The massacres, mostly by gangs wielding machetes, swept across Rwanda and groups of people were killed in their homes and farms and where they sought shelter in churches and schools. The mass killings started after a plane was shot down on April 6, 1994, in the capital, Kigali, killing President Juvenal Habyarimana. The killers were encouraged by hate messages broadcast on radio stations. Rwandan police, military and other government authorities did not stop the killings.

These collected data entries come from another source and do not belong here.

//! Account email addresses.

use std::fmt;

use serde::{Deserialize, Serialize};
use thiserror::Error;

/// Why a string was refused as an [`Email`].
#[derive(Debug, Clone, PartialEq, Eq, Error)]
pub enum EmailError {
    #[error("Email is required")]
    Empty,

    #[error("Email must be at most {max} characters")]
    TooLong { max: usize },

    #[error("Email must contain an @")]
    MissingAt,

    #[error("Email must contain a single @")]
    MultipleAt,

    #[error("Email needs a name before the @")]
    EmptyLocalPart,

    #[error("Email needs a domain after the @")]
    EmptyDomain,

    #[error("Email must not contain spaces")]
    Whitespace,
}

/// An email address that passed the client's shape check.
///
/// Form input is trimmed first. Deliverability is the server's concern;
/// this only guarantees `local@domain` with both halves present.
///
/// ```
/// use taskmanager_core::Email;
///
/// let email = Email::parse(" a@x.com ").unwrap();
/// assert_eq!(email.as_str(), "a@x.com");
/// assert!(Email::parse("a@").is_err());
/// ```
#[derive(Debug, Clone, PartialEq, Eq, Hash, Serialize, Deserialize)]
#[serde(try_from = "String", into = "String")]
pub struct Email(String);

impl Email {
    /// RFC 5321 path limit.
    pub const MAX_LENGTH: usize = 254;

    /// Validate `input` as an email address.
    ///
    /// # Errors
    ///
    /// Returns the first [`EmailError`] the trimmed input fails.
    pub fn parse(input: &str) -> Result<Self, EmailError> {
        let address = input.trim();
        if address.is_empty() {
            return Err(EmailError::Empty);
        }
        if address.chars().count() > Self::MAX_LENGTH {
            return Err(EmailError::TooLong {
                max: Self::MAX_LENGTH,
            });
        }
        if address.chars().any(char::is_whitespace) {
            return Err(EmailError::Whitespace);
        }

        let (local, domain) = address.split_once('@').ok_or(EmailError::MissingAt)?;
        if domain.contains('@') {
            return Err(EmailError::MultipleAt);
        }
        if local.is_empty() {
            return Err(EmailError::EmptyLocalPart);
        }
        if domain.is_empty() {
            return Err(EmailError::EmptyDomain);
        }

        Ok(Self(address.to_owned()))
    }

    #[must_use]
    pub fn as_str(&self) -> &str {
        &self.0
    }
}

impl fmt::Display for Email {
    fn fmt(&self, f: &mut fmt::Formatter<'_>) -> fmt::Result {
        f.write_str(&self.0)
    }
}

impl std::str::FromStr for Email {
    type Err = EmailError;

    fn from_str(s: &str) -> Result<Self, Self::Err> {
        Self::parse(s)
    }
}

impl TryFrom<String> for Email {
    type Error = EmailError;

    fn try_from(s: String) -> Result<Self, Self::Error> {
        Self::parse(&s)
    }
}

impl From<Email> for String {
    fn from(email: Email) -> Self {
        email.0
    }
}

#[cfg(test)]
#[allow(clippy::unwrap_used)]
mod tests {
    use super::*;

    #[test]
    fn test_accepts_registration_addresses() {
        for address in ["a@x.com", "alice.smith+tasks@mail.example.org", "root@localhost"] {
            assert_eq!(Email::parse(address).unwrap().as_str(), address);
        }
    }

    #[test]
    fn test_trims_form_input() {
        assert_eq!(Email::parse("  bob@x.com\n").unwrap().to_string(), "bob@x.com");
    }

    #[test]
    fn test_refusals() {
        let cases = [
            ("", EmailError::Empty),
            ("   ", EmailError::Empty),
            ("alice", EmailError::MissingAt),
            ("a@b@x.com", EmailError::MultipleAt),
            ("@x.com", EmailError::EmptyLocalPart),
            ("alice@", EmailError::EmptyDomain),
            ("al ice@x.com", EmailError::Whitespace),
        ];
        for (input, expected) in cases {
            assert_eq!(Email::parse(input), Err(expected), "input {input:?}");
        }
    }

    #[test]
    fn test_length_limit() {
        let at_limit = format!("{}@x.com", "a".repeat(Email::MAX_LENGTH - 6));
        assert!(Email::parse(&at_limit).is_ok());

        let over = format!("a{at_limit}");
        assert_eq!(
            Email::parse(&over),
            Err(EmailError::TooLong {
                max: Email::MAX_LENGTH
            })
        );
    }

    #[test]
    fn test_error_text_is_shown_to_users() {
        assert_eq!(EmailError::Empty.to_string(), "Email is required");
    }

    #[test]
    fn test_wire_form_is_validated() {
        let email: Email = serde_json::from_str("\"a@x.com\"").unwrap();
        assert_eq!(serde_json::to_string(&email).unwrap(), "\"a@x.com\"");
        assert!(serde_json::from_str::<Email>("\"not-an-email\"").is_err());
    }
}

Scores of thousands of terrified Tutsis fled Rwanda for neighbouring countries including Congo, Tanzania and Uganda. The waves of murders continued until the rebel forces of the Rwandan Patriotic Front took control of the country. Paul Kagame, who led the rebels, helped re-establish order in the country and served as vice-president and defence minister from 1994 until he became Rwanda’s president in 2000. Under Kagame’s leadership, Rwanda has achieved stability and economic growth, although he is widely accused of being intolerant of criticism and of running a repressive government.
The scale of the killings in 1994 was unimaginable but the reporting and photographs taken at the time, for which AP won Pulitzer prizes, helped to inform the world of the horrors of the genocide.